§ WHAT TO PRODUCE
Your response should be the lines from the one holding "class:active=is_active" to the last line of the data below, copied exactly and with no additions.

§ RECORDS SHOWN

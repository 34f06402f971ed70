//! Category Bar Component
//!
//! "All" plus one button per category. Selecting one reloads the inventory
//! with that filter applied server-side.

use leptos::prelude::*;
use leptos::task::spawn_local;

use crate::actions;
use crate::context::use_app;
use crate::messages;
use crate::store::ViewStateStoreFields;

#[component]
pub fn CategoryBar() -> impl IntoView {
    let ctx = use_app();
    let store = ctx.store;

    let select = move |category: Option<String>| {
        log::info!("[Categories] Filter: {}", category.as_deref().unwrap_or("all"));
        store.query().write().category_filter = category;
        spawn_local(actions::load_inventory(ctx));
    };

    view! {
        <div id="category-filter" class="category-filter">
            <button
                class="category-btn"
                class:active=move || store.query().with(|q| q.category_filter.is_none())
                on:click=move |_| select(None)
            >
                {messages::CATEGORY_ALL}
            </button>

            <For
                each=move || store.categories().get()
                key=|category| category.clone()
                children=move |category| {
                    let value = category.clone();
                    let is_active = {
                        let category = category.clone();
                        move || store.query().with(|q| q.category_filter.as_deref() == Some(category.as_str()))
                    };
                    view! {
                        <button
                            class="category-btn"
                            class:active=is_active
                            on:click=move |_| select(Some(value.clone()))
                        >
                            {category}
                        </button>
                    }
                }
            />

            <Show when=move || store.categories_failed().get()>
                <span class="category-error">{messages::CATEGORY_LOAD_ERROR}</span>
            </Show>
        </div>
    }
}
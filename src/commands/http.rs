//! HTTP Transport
//!
//! `POST <api_base>/<operation>` with a JSON body, for the plain browser mode.

use gloo_net::http::{Request, Response};
use serde_json::Value;

use super::operation::Call;
use crate::config;
use crate::error::ApiError;

pub fn endpoint(api_base: &str, path: &str) -> String {
    format!("{}/{}", api_base.trim_end_matches('/'), path)
}

async fn read_json(operation: &str, response: Response) -> Result<Value, ApiError> {
    if !response.ok() {
        return Err(ApiError::Status {
            operation: operation.to_string(),
            status: response.status(),
        });
    }
    Ok(response.json::<Value>().await?)
}

pub async fn invoke(call: &Call) -> Result<Value, ApiError> {
    let operation = call.operation.as_str();
    let url = endpoint(&config::api_base(), operation);
    let response = Request::post(&url).json(&call.body())?.send().await?;
    read_json(operation, response).await
}

/// `GET` with query parameters, used by the inventory listing
pub async fn get(path: &str, params: &[(&'static str, String)]) -> Result<Value, ApiError> {
    let url = endpoint(&config::api_base(), path);
    let response = Request::get(&url)
        .query(params.iter().map(|(k, v)| (*k, v.as_str())))
        .send()
        .await?;
    read_json(path, response).await
}

#[cfg(test)]
mod tests {
    use super::*;

    #[test]
    fn test_endpoint() {
        assert_eq!(endpoint("/api", "get_item"), "/api/get_item");
        assert_eq!(endpoint("http://localhost:8080/api/", "get_stats"), "http://localhost:8080/api/get_stats");
    }
}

§ TASK RESULT
                            class:active=is_active
                            on:click=move |_| select(Some(value.clone()))
                        >
                            {category}
                        </button>
                    }
                }
            />

            <Show when=move || store.categories_failed().get()>
                <span class="category-error">{messages::CATEGORY_LOAD_ERROR}</span>
            </Show>
        </div>
    }
}
filename src/commands/http.rs
//! HTTP Transport
//!
//! `POST <api_base>/<operation>` with a JSON body, for the plain browser mode.

use gloo_net::http::{Request, Response};
use serde_json::Value;

use super::operation::Call;
use crate::config;
use crate::error::ApiError;

pub fn endpoint(api_base: &str, path: &str) -> String {
    format!("{}/{}", api_base.trim_end_matches('/'), path)
}

async fn read_json(operation: &str, response: Response) -> Result<Value, ApiError> {
    if !response.ok() {
        return Err(ApiError::Status {
            operation: operation.to_string(),
            status: response.status(),
        });
    }
    Ok(response.json::<Value>().await?)
}

pub async fn invoke(call: &Call) -> Result<Value, ApiError> {
    let operation = call.operation.as_str();
    let url = endpoint(&config::api_base(), operation);
    let response = Request::post(&url).json(&call.body())?.send().await?;
    read_json(operation, response).await
}

/// `GET` with query parameters, used by the inventory listing
pub async fn get(path: &str, params: &[(&'static str, String)]) -> Result<Value, ApiError> {
    let url = endpoint(&config::api_base(), path);
    let response = Request::get(&url)
        .query(params.iter().map(|(k, v)| (*k, v.as_str())))
        .send()
        .await?;
    read_json(path, response).await
}

#[cfg(test)]
mod tests {
    use super::*;

    #[test]
    fn test_endpoint() {
        assert_eq!(endpoint("/api", "get_item"), "/api/get_item");
        assert_eq!(endpoint("http://localhost:8080/api/", "get_stats"), "http://localhost:8080/api/get_stats");
    }
}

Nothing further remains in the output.